Camino rompiendo el silencio de la noche. Y mi alma es tan sombría que parecen morir las farolas a mi paso. Es una noche para el suicidio y la metrópoli está llena de cadáveres que caen de los tejados como granizo golpeando a mi alrededor.
El olor de tu sangre, el tacto de tu cuello y tu manera de gemir terriblemente bella mueven mi cuerpo hasta escuchar ecos de otros tiempos. Cuando era hombre y podía recordar la belleza del agua. Pero ahora solo me importa la sangre. Y cuando te veo salir de ese antro después de bailar y ser feliz, una sensación recorre mi cuerpo, de tal forma que creo que podría llorar. Pero yo no lloro. La que va a llorar vas a ser tú. Mi mente está lista. Mis músculos tensos como una negra pantera acecha. Y justo abres el coche y te metes en la trampa. Ahora no puedes arrancar. Vacié la batería con premeditación.
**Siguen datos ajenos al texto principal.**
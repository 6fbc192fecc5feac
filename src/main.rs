use anyhow::{Context, Result};
use clap::Parser;
use lunar_rover::{MissionControl, RoverConfig};
use std::path::PathBuf;
use tracing::{error, info};
use tracing_subscriber::EnvFilter;

/// Run rover commands against the configured obstacle map.
#[derive(Parser, Debug)]
#[command(version, about)]
struct Args {
    /// Commands to run in order, each made of F, B, L and R
    commands: Vec<String>,

    /// Obstacle map to use instead of OBSTACLES_JSON_PATH
    #[arg(short, long)]
    obstacles: Option<PathBuf>,

    /// Log output format
    #[arg(long, value_enum, default_value_t = LogFormatArg::Compact)]
    log_format: LogFormatArg,
}

/// Available log formats
#[derive(clap::ValueEnum, Clone, Copy, Debug, PartialEq, Eq)]
enum LogFormatArg {
    /// Multi-line, human-oriented output
    Pretty,
    /// One line per event (default)
    Compact,
    /// One JSON object per event
    Json,
}

fn main() -> Result<()> {
    let args = Args::parse();
    initialize_tracing(args.log_format);

    let mut config = RoverConfig::from_env().context("invalid rover configuration")?;
    if let Some(path) = args.obstacles {
        config.obstacles_path = path;
    }
    info!(start = %config.start_position, obstacles = %config.obstacles_path.display(), "rover ready");

    let mut mission = MissionControl::from_config(&config);

    if args.commands.is_empty() {
        println!("{}", serde_json::to_string(&mission.current_position())?);
        return Ok(());
    }

    for raw in &args.commands {
        match mission.execute_command(raw) {
            Ok(outcome) => println!("{}", serde_json::to_string(&outcome)?),
            Err(err) => {
                error!(command = %raw, "{err}");
                return Err(err).with_context(|| format!("command {raw:?} rejected"));
            }
        }
    }

    Ok(())
}

/// Logs go to stderr so stdout stays machine-readable.
fn initialize_tracing(format: LogFormatArg) {
    let filter = EnvFilter::try_from_default_env()
        .unwrap_or_else(|_| EnvFilter::new("lunar_rover=info,rover=info"));
    let subscriber = tracing_subscriber::fmt()
        .with_env_filter(filter)
        .with_writer(std::io::stderr)
        .with_target(true);

    match format {
        LogFormatArg::Json => subscriber.json().init(),
        LogFormatArg::Pretty => subscriber.pretty().init(),
        LogFormatArg::Compact => subscriber.compact().init(),
    }
}
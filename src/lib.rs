//! # lunar-rover
//!
//! A deterministic command-execution engine for a rover on an unbounded
//! integer lattice.
//!
//! A [`Command`] of `F`/`B`/`L`/`R` instructions is run from a start
//! [`Position`] against a set of obstacle points. [`execute`] reports how far
//! the rover got as an [`Outcome`]: the executed prefix, the final position,
//! whether an obstacle stopped it, and every position visited on the way.
//! Starting on an obstacle is refused outright with [`LandingObstacle`].
//!
//! The [`mission`] module holds the stateful collaborators (obstacle map,
//! position history) and the [`MissionControl`] service that drives the
//! engine across successive commands.

pub mod command;
pub mod config;
pub mod error;
pub mod interpreter;
pub mod mission;
pub mod outcome;
pub mod rover;

pub use command::*;
pub use config::RoverConfig;
pub use error::*;
pub use interpreter::*;
pub use mission::*;
pub use outcome::*;
pub use rover::*;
Ahora nadie te va a librar de tu destino. Corro hacia ti en la tiniebla. Rompo la ventanilla y te agarro del cuello sacándote medio cuerpo del automóvil. Y en el momento en que voy a abrazarte a la oscuridad. En el momento en que mis afilados colmillos se clavan en tu piel. Una sensación extraña nubla mi mente y pienso que la compasión sólo sirve para dar alas al débil. Pero quizás en ti son alas de ángel. Y eso es lo que nubla mi mente: que sigo amándote aunque me condenaste a las sombras. Que aún siendo vampiro, sigo amando. Pero es tarde, mis colmillos se hunden en tu piel, en tu cuerpo, en tu alma. Una grave excitación recorre mi sistema nervioso. Mi vello se eriza electrificado. Melodías divinas resuenan en mis oídos y tus pupilas se abren al abismo indescifrable.